I turned to glare at him. “Why? Why did you bring me soup and chocolate? Why did you even say yes to driving us to the reception? Why did you bring me here? This isn’t what we do.”

His thick eyebrows furrowed in. “What do you mean?”

“We fuck, Fang. That’s it.”

“It doesn’t have to be it. You know I want more than that.”

But it did. Because he was too much. Of everything. And he was all mixed up in that night, and I didn’t quite know how to fully separate him. “You aren’t my boyfriend.”

His mouth pressed into a line. “I’m well aware. But what did you want me to do? Leave you standing on the side of the road while the police brought your mother’s body out in a body bag?”

The tiny ounce of backbone I’d found crumbled into a heap. A sob shook my entire body.

“Ah, fuck. I’m sorry, Pix. I shouldn’t have said that. Come ’ere.”

I couldn’t let him touch me again. I’d disintegrate into dust.

When I didn’t move, he got the hint. Instead, he reached over and turned on the shower, slowly adjusting the temperature until steam billowed around the room. He stuck his hand beneath it then quickly withdrew it, swearing below his breath. “It’s scalding. Just the way you like it.”

“I’m sorry,” I whispered. I knew I was hurting him, but I had nothing else to give.

He stepped in, and when I didn’t flinch away, he put his fingers beneath my chin and tilted my head up. “You don’t need to be. I’ll be whatever you need me to be.”

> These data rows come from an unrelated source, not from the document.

//! FX observations with as-of lookup.

use std::collections::BTreeMap;

use chrono::{DateTime, Utc};

use super::error::DataError;
use crate::domain::FxRate;

/// Source of point-in-time conversion rates.
pub trait FxSource: Send + Sync {
    /// Most recent `base → quote` rate observed at or before `asof`.
    fn rate_asof(&self, base: &str, quote: &str, asof: DateTime<Utc>) -> Result<FxRate, DataError>;
}

/// In-memory FX table keyed by exact `(base, quote)` pair.
///
/// No inversion or triangulation: a missing pair is a lookup failure.
#[derive(Debug, Clone, Default)]
pub struct FxTable {
    series: BTreeMap<(String, String), Vec<FxRate>>,
}

impl FxTable {
    pub fn from_rates(rates: impl IntoIterator<Item = FxRate>) -> Self {
        let mut series: BTreeMap<(String, String), Vec<FxRate>> = BTreeMap::new();
        for rate in rates {
            series
                .entry((rate.base.clone(), rate.quote.clone()))
                .or_default()
                .push(rate);
        }
        for rates in series.values_mut() {
            rates.sort_by_key(|r| r.ts);
        }
        Self { series }
    }

    /// All observations within `[start, end]`, ordered by `(ts, pair)`.
    pub fn rates_between(&self, start: DateTime<Utc>, end: DateTime<Utc>) -> Vec<&FxRate> {
        let mut out: Vec<&FxRate> = self
            .series
            .values()
            .flatten()
            .filter(|r| r.ts >= start && r.ts <= end)
            .collect();
        out.sort_by(|a, b| (a.ts, &a.base, &a.quote).cmp(&(b.ts, &b.base, &b.quote)));
        out
    }

    pub fn len(&self) -> usize {
        self.series.values().map(Vec::len).sum()
    }

    pub fn is_empty(&self) -> bool {
        self.len() == 0
    }
}

impl FxSource for FxTable {
    fn rate_asof(&self, base: &str, quote: &str, asof: DateTime<Utc>) -> Result<FxRate, DataError> {
        let not_found = || DataError::NotFound(format!("no {base}/{quote} rate at or before {asof}"));
        let series = self
            .series
            .get(&(base.to_string(), quote.to_string()))
            .ok_or_else(not_found)?;
        let idx = series.partition_point(|r| r.ts <= asof);
        if idx == 0 {
            return Err(not_found());
        }
        Ok(series[idx - 1].clone())
    }
}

And this was exactly why I’d never let myself get too close. Because I’d burn the man. On the outside, he was formidable. Six foot five, thick as a tree, scarred and tatted up so bad that small children ran from him.

But on the inside, he was soft. Gentle. A man who’d give a woman he loved anything she desired.

That woman couldn’t be me.

I was selfish with him. Used him. Took what I needed with no thought to how it affected him.

And yet I couldn’t stop. Especially not now.

His fingers found the zipper on the back of my dress and pulled it down. He pushed the spaghetti straps down my arms, and the rest of the dress fell away easily, leaving me in just my panties. He knelt at my feet and lowered my underwear as well, his gaze on mine the entire time.

There was nothing sexual about it. As soon as my panties were off, he stood and stepped toward the door. “Get in. I’ll get you a towel and something clean to wear.”

He closed the door quietly behind him, and I stared at it for the longest time. We’d been naked together probably a dozen times, and it had never been like that. Normally it was all tongues, and hands, and lips. We were throw you up against a wall and slam home hard and fast. We were moans, orgasms, and dirty words.

We weren’t whatever we were doing right now.